Work instructions — Reproduce only the lines that run from the line containing "let inserted = budget_alerts::Entity::insert(row)" to the end of the entries below, exactly as they stand.

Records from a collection
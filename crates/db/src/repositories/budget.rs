//! Budget repository: budget rows, expense sums and the alert log.

use async_trait::async_trait;
use chrono::{DateTime, NaiveDate, Utc};
use rust_decimal::Decimal;
use sea_orm::sea_query::{Expr, OnConflict};
use sea_orm::{
    ColumnTrait, DatabaseConnection, EntityTrait, QueryFilter, QueryOrder, QuerySelect, Set,
};
use tally_core::budget::{AlertLevel, Budget, BudgetStore};
use tally_core::store::StoreError;
use tally_shared::types::{BudgetId, CategoryId, OwnerId};

use crate::convert;
use crate::entities::{budget_alerts, budgets, sea_orm_active_enums::TransactionKind, transactions};
use crate::error::store_err;

/// Budget datastore backed by PostgreSQL.
#[derive(Debug, Clone)]
pub struct BudgetRepository {
    db: DatabaseConnection,
}

impl BudgetRepository {
    /// Creates a new budget repository.
    #[must_use]
    pub const fn new(db: DatabaseConnection) -> Self {
        Self { db }
    }
}

#[async_trait]
impl BudgetStore for BudgetRepository {
    async fn list_budgets(&self, owner_id: OwnerId) -> Result<Vec<Budget>, StoreError> {
        let rows = budgets::Entity::find()
            .filter(budgets::Column::OwnerId.eq(owner_id.into_inner()))
            .order_by_asc(budgets::Column::CreatedAt)
            .all(&self.db)
            .await
            .map_err(store_err)?;
        Ok(rows.into_iter().map(convert::budget).collect())
    }

    async fn sum_expenses(
        &self,
        owner_id: OwnerId,
        from: DateTime<Utc>,
        to: DateTime<Utc>,
        category_id: Option<CategoryId>,
    ) -> Result<Decimal, StoreError> {
        let mut query = transactions::Entity::find()
            .filter(transactions::Column::OwnerId.eq(owner_id.into_inner()))
            .filter(transactions::Column::Kind.eq(TransactionKind::Expense))
            .filter(transactions::Column::OccurredAt.gte(from))
            .filter(transactions::Column::OccurredAt.lt(to));
        if let Some(category_id) = category_id {
            query = query.filter(transactions::Column::CategoryId.eq(category_id.into_inner()));
        }

        let total: Option<Option<Decimal>> = query
            .select_only()
            .column_as(Expr::col(transactions::Column::Amount).sum(), "total")
            .into_tuple()
            .one(&self.db)
            .await
            .map_err(store_err)?;

        Ok(total.flatten().unwrap_or(Decimal::ZERO))
    }

    async fn record_alert(
        &self,
        budget_id: BudgetId,
        period_start: NaiveDate,
        level: AlertLevel,
        sent_at: DateTime<Utc>,
    ) -> Result<bool, StoreError> {
        let row = budget_alerts::ActiveModel {
            budget_id: Set(budget_id.into_inner()),
            period_start: Set(period_start),
            level: Set(level.into()),
            sent_at: Set(sent_at.into()),
        };

        let inserted = budget_alerts::Entity::insert(row)
            .on_conflict(
                OnConflict::columns([
                    budget_alerts::Column::BudgetId,
                    budget_alerts::Column::PeriodStart,
                    budget_alerts::Column::Level,
                ])
                .do_nothing()
                .to_owned(),
            )
            .exec_without_returning(&self.db)
            .await
            .map_err(store_err)?;

        Ok(inserted > 0)
    }
}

Solution to this exercise —
        let inserted = budget_alerts::Entity::insert(row)
            .on_conflict(
                OnConflict::columns([
                    budget_alerts::Column::BudgetId,
                    budget_alerts::Column::PeriodStart,
                    budget_alerts::Column::Level,
                ])
                .do_nothing()
                .to_owned(),
            )
            .exec_without_returning(&self.db)
            .await
            .map_err(store_err)?;

        Ok(inserted > 0)
    }
}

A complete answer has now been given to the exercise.